For months and months he waits. He waits so patiently, but still he doesn’t -
And he doesn’t understand what he’s doing wrong. But he just wants -
He wants to be Beloved. His Beloved. To be touched and cherished and loved. He wants it so badly it hurts.
He wants to ask, to try and understand what he’s doing wrong. So he can be better. But he knows better than to ask, knows better than to ruin the only chance he has at being as treasured as the second Beloved so obviously was and is.
He waits until he cannot anymore. And he knows it is wrong, but he wants to belong to this place, to these people and he knows only one way to make himself matter.
In the dark of night he strips himself of warmth and color, crawls between silk sheets and waits.
And hopes.
But when Bruce appears looming over the bed in the darkness and his responses are all wrong.
It doesn’t make sense.
“Tim.” Bruce’s voice rumbles in the dark and Tim stares up at him with hopeful eyes even though this is not correct. In the dark his name has always been Beloved. Never Tim.
But that’s okay. It’s okay if Bruce does it a little differently. Just as long as Tim is loved. As long as he isn’t alone.
“Tim, why are you in my bed?” Bruce asks.
He doesn’t understand the question, doesn’t understand why Bruce is making this so difficult. He knows better than to speak, not in the dark. So he sits up, letting silky soft sheets pool around his waist, making his nakedness clear even in the dark of the room.
“Tim, what are you doing?” Bruce sounds upset.
What is he doing wrong?
He kicks the bedding aside and turns over, putting himself on display. Showing Bruce that he is ready, that he knows how this works, that he can be what Bruce needs. He closes his eyes and waits.
He feels the bed shift, but nothing more. Nothing happens for the longest time.
When hands finally come, they do not act as they should. Instead they grip his shoulders, gentle, impersonal, and they turn his around. Then they drape the sheets back over his lap and another blanket is wrapped around his shoulder.
He is confused. Lost.
He finally looks up into Bruce’s eyes and tries to understand what he is doing wrong.
But the clues he finds in Bruce’s face make no sense.
“Tim, who taught you to do this?” Bruce asks.
And he knows that Bruce is angry. But he doesn’t understand why. He is torn between the need to please, to be Bruce’s Beloved and his knowledge of the rules.
“Tim. Answer me.” That is the Batman voice. The voice he walks nightly through fire and hell for.
“My father,” he answers automatically.
Bruce’s face contorts. He has studied facial expressions long and hard enough to understand that if Bruce was anyone else, he would be crying.

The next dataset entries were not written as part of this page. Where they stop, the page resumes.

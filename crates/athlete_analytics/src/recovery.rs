//! Recovery status classification from a rolling HRV z-score.
//!
//! Each athlete's samples are ordered by date. At every sample the trailing
//! window of up to [`WINDOW`] samples (the current one included) supplies a
//! mean and sample standard deviation; the current HRV is z-scored against
//! them and bucketed into a [`RecoveryStatus`]. Fewer than [`MIN_PERIODS`]
//! HRV observations in the window leaves the sample unlabelled.

use std::fmt;
use std::str::FromStr;

use serde::{Deserialize, Serialize};

use crate::window::{self, WindowStats};

pub const WINDOW: usize = 14;
pub const MIN_PERIODS: usize = 7;

/// Ordered from most to least fatigued.
#[derive(Clone, Copy, Debug, PartialEq, Eq, PartialOrd, Ord, Hash, Serialize, Deserialize)]
#[serde(rename_all = "lowercase")]
pub enum RecoveryStatus {
    Overreaching,
    Strain,
    Steady,
    Primed,
    Peak,
}

impl RecoveryStatus {
    pub const ALL: [RecoveryStatus; 5] = [
        RecoveryStatus::Overreaching,
        RecoveryStatus::Strain,
        RecoveryStatus::Steady,
        RecoveryStatus::Primed,
        RecoveryStatus::Peak,
    ];

    /// Bucket a z-score. Lower bounds are inclusive:
    /// `(-inf, -1.5)`, `[-1.5, -0.5)`, `[-0.5, 0.5)`, `[0.5, 1.5)`, `[1.5, inf)`.
    pub fn from_z_score(z: f64) -> Option<Self> {
        if !z.is_finite() {
            return None;
        }
        let status = if z < -1.5 {
            RecoveryStatus::Overreaching
        } else if z < -0.5 {
            RecoveryStatus::Strain
        } else if z < 0.5 {
            RecoveryStatus::Steady
        } else if z < 1.5 {
            RecoveryStatus::Primed
        } else {
            RecoveryStatus::Peak
        };
        Some(status)
    }

    pub fn as_str(self) -> &'static str {
        match self {
            RecoveryStatus::Overreaching => "overreaching",
            RecoveryStatus::Strain => "strain",
            RecoveryStatus::Steady => "steady",
            RecoveryStatus::Primed => "primed",
            RecoveryStatus::Peak => "peak",
        }
    }
}

impl fmt::Display for RecoveryStatus {
    fn fmt(&self, f: &mut fmt::Formatter<'_>) -> fmt::Result {
        f.write_str(self.as_str())
    }
}

impl FromStr for RecoveryStatus {
    type Err = String;

    fn from_str(s: &str) -> Result<Self, Self::Err> {
        RecoveryStatus::ALL
            .into_iter()
            .find(|status| status.as_str() == s)
            .ok_or_else(|| format!("unknown recovery status `{s}`"))
    }
}

/// Z-scores of one athlete's date-ordered HRV series.
pub fn rolling_z_scores(hrv: &[Option<f64>]) -> Vec<Option<f64>> {
    let stats = window::rolling(hrv, WINDOW, MIN_PERIODS, WindowStats::of);
    hrv.iter()
        .zip(stats)
        .map(|(value, stats)| {
            let value = (*value)?;
            let stats = stats?;
            let std_dev = stats.std_dev.filter(|sd| *sd > 0.0)?;
            Some((value - stats.mean) / std_dev)
        })
        .collect()
}

/// Labels for one athlete's date-ordered HRV series, position for position.
pub fn classify_series(hrv: &[Option<f64>]) -> Vec<Option<RecoveryStatus>> {
    rolling_z_scores(hrv)
        .into_iter()
        .map(|z| z.and_then(RecoveryStatus::from_z_score))
        .collect()
}

#[cfg(test)]
mod tests {
    use super::*;

    #[test]
    fn boundaries_are_lower_inclusive() {
        use RecoveryStatus::*;
        let cases = [
            (-3.0, Overreaching),
            (-1.5000001, Overreaching),
            (-1.5, Strain),
            (-0.5000001, Strain),
            (-0.5, Steady),
            (0.0, Steady),
            (0.4999999, Steady),
            (0.5, Primed),
            (1.4999999, Primed),
            (1.5, Peak),
            (8.0, Peak),
        ];
        for (z, expected) in cases {
            assert_eq!(RecoveryStatus::from_z_score(z), Some(expected), "z = {z}");
        }
    }

    #[test]
    fn non_finite_z_is_unlabelled() {
        assert_eq!(RecoveryStatus::from_z_score(f64::NAN), None);
        assert_eq!(RecoveryStatus::from_z_score(f64::NEG_INFINITY), None);
    }

    #[test]
    fn status_round_trips_through_text() {
        for status in RecoveryStatus::ALL {
            assert_eq!(status.as_str().parse::<RecoveryStatus>(), Ok(status));
        }
        assert!("tired".parse::<RecoveryStatus>().is_err());
        assert!(RecoveryStatus::Overreaching < RecoveryStatus::Peak);
    }

    #[test]
    fn first_six_samples_are_unlabelled() {
        let hrv: Vec<Option<f64>> = [60.0, 62.0, 58.0, 61.0, 59.0, 63.0, 57.0, 60.0]
            .into_iter()
            .map(Some)
            .collect();
        let labels = classify_series(&hrv);
        assert!(labels[..6].iter().all(Option::is_none));
        assert!(labels[6].is_some());
        assert!(labels[7].is_some());
    }

    #[test]
    fn sharp_drop_after_stable_week_is_overreaching() {
        // Seven samples with mean 60 and sample std 2, then one sample 2 std
        // below that mean. The 8-sample window containing it scores it at
        // -1.75 / sqrt(9.5 / 7), independent of the base values.
        let base = [58.0, 62.0, 58.0, 62.0, 58.0, 62.0, 60.0];
        let mean = base.iter().sum::<f64>() / 7.0;
        let sd = (base.iter().map(|v| (v - mean).powi(2)).sum::<f64>() / 6.0).sqrt();
        let mut hrv: Vec<Option<f64>> = base.into_iter().map(Some).collect();
        hrv.push(Some(mean - 2.0 * sd));
        for v in [60.0, 61.0, 59.0, 60.0, 62.0, 58.0] {
            hrv.push(Some(v));
        }
        assert_eq!(hrv.len(), 14);

        let z = rolling_z_scores(&hrv);
        let expected = -1.75 / (9.5f64 / 7.0).sqrt();
        assert!((z[7].unwrap() - expected).abs() < 1e-9, "z = {:?}", z[7]);
        assert!(expected < -1.5);

        let labels = classify_series(&hrv);
        assert!(labels[..6].iter().all(Option::is_none));
        assert_eq!(labels[7], Some(RecoveryStatus::Overreaching));
    }

    #[test]
    fn window_is_capped_at_fourteen_samples() {
        // An early outlier stops influencing the score once it leaves the window.
        let mut hrv = vec![Some(200.0)];
        hrv.extend((0..14).map(|i| Some(if i % 2 == 0 { 50.0 } else { 52.0 })));
        let z = rolling_z_scores(&hrv);
        let last = z[14].unwrap();
        // window of the last 14 holds alternating 50/52 only, last value is 52
        assert!(last > 0.9 && last < 1.0, "z = {last}");
    }

    #[test]
    fn null_hrv_is_skipped_but_occupies_a_slot() {
        let mut hrv: Vec<Option<f64>> = vec![Some(60.0), None, Some(61.0), Some(59.0)];
        hrv.extend([Some(60.0), Some(62.0), Some(58.0), Some(60.0)]);
        let labels = classify_series(&hrv);
        // seven observations are only available at index 7
        assert!(labels[..7].iter().all(Option::is_none));
        assert!(labels[7].is_some());
        assert_eq!(classify_series(&[None; 10]), vec![None; 10]);
    }

    #[test]
    fn flat_series_has_no_deviation_and_no_label() {
        let hrv = vec![Some(55.0); 10];
        assert!(classify_series(&hrv).iter().all(Option::is_none));
    }
}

But that doesn’t mean Tim understands.
“What’s wrong?” he asks even though he knows he isn’t supposed to speak.
Bruce lets out a shuddering gasp and pulls him into a hug.
He is new to hugs. The first Beloved has tried very hard to teach him, but he knows he is bad at it. He wonders sometimes if that is why Bruce has not touched him.
But Bruce does not remove the blankets, does not touch his skin, just holds him with painful gentleness.
“I don’t understand,” he whispers. “What am I doing wrong? Why won’t you love me?”
“Nothing. You’ve done nothing wrong,” Bruce says in harsh whisper. “I love you very much, Tim. But not like that. Never like that. And never again. I won’t let him hurt you anymore.”
Never like that.
What other way is there?
Never again.
Is he truly so unworthy?
His eyes fill with tears as he realizes that he truly is Unloved, even here, in this kind house. He shakes like a leaf and tries to push himself away, but Bruce holds on tight and that doesn’t make sense. Nothing makes sense. If he isn’t Beloved, why won’t Bruce let him go? Why won’t Bruce let him disappear?
“I don’t understand,” he cries over and over.
“It’s okay,” Bruce whispers into his ear in the dark of the room. “It’s okay.”